Task to carry out >>
Search the entries below for "StudentDetail" and copy each matching line.

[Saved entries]
· · · · ·

use utoipa::openapi::security::{HttpAuthScheme, HttpBuilder, SecurityScheme};
use utoipa::{Modify, OpenApi};

use crate::modules::auth::controller::ErrorResponse;
use crate::modules::auth::model::{LoginRequest, LoginResponse, RegisterRequest};
use crate::modules::students::model::{
    CreateStudentDto, CreatedBySummary, DepartmentCount, Gender, GpaDistribution,
    PaginatedStudentsResponse, RecentStudent, Student, StudentDetail, StudentStatistics,
    StudentStatus, StatusCounts, UpdateStudentDto, YearCount,
};
use crate::modules::users::model::{AdminUserPatch, SelfProfilePatch, User, UserDetail, UserRole};
use crate::utils::pagination::{PaginationMeta, PaginationParams};

#[derive(OpenApi)]
#[openapi(
    paths(
        crate::modules::auth::controller::register,
        crate::modules::auth::controller::login,
        crate::modules::users::controller::get_user,
        crate::modules::users::controller::update_user,
        crate::modules::users::controller::delete_user,
        crate::modules::students::controller::get_students,
        crate::modules::students::controller::get_statistics,
        crate::modules::students::controller::get_student,
        crate::modules::students::controller::create_student,
        crate::modules::students::controller::update_student,
        crate::modules::students::controller::delete_student,
    ),
    components(
        schemas(
            User,
            UserRole,
            UserDetail,
            SelfProfilePatch,
            AdminUserPatch,
            LoginRequest,
            LoginResponse,
            RegisterRequest,
            ErrorResponse,
            Student,
            StudentDetail,
            CreatedBySummary,
            Gender,
            StudentStatus,
            CreateStudentDto,
            UpdateStudentDto,
            PaginatedStudentsResponse,
            PaginationMeta,
            PaginationParams,
            StudentStatistics,
            StatusCounts,
            DepartmentCount,
            YearCount,
            RecentStudent,
            GpaDistribution,
        )
    ),
    modifiers(&SecurityAddon),
    tags(
        (name = "Authentication", description = "Registration and login"),
        (name = "Users", description = "User account management"),
        (name = "Students", description = "Student records and statistics")
    ),
    info(
        title = "Rollbook API",
        version = "0.1.0",
        description = "Student records management REST API built with Rust, Axum, and PostgreSQL.",
        license(name = "MIT")
    )
)]
pub struct ApiDoc;

struct SecurityAddon;

impl Modify for SecurityAddon {
    fn modify(&self, openapi: &mut utoipa::openapi::OpenApi) {
        if let Some(components) = openapi.components.as_mut() {
            components.add_security_scheme(
                "bearer_auth",
                SecurityScheme::Http(
                    HttpBuilder::new()
                        .scheme(HttpAuthScheme::Bearer)
                        .bearer_format("JWT")
                        .build(),
                ),
            )
        }
    }
}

· · · · ·

Solution to the exercise >>
    PaginatedStudentsResponse, RecentStudent, Student, StudentDetail, StudentStatistics,
            StudentDetail,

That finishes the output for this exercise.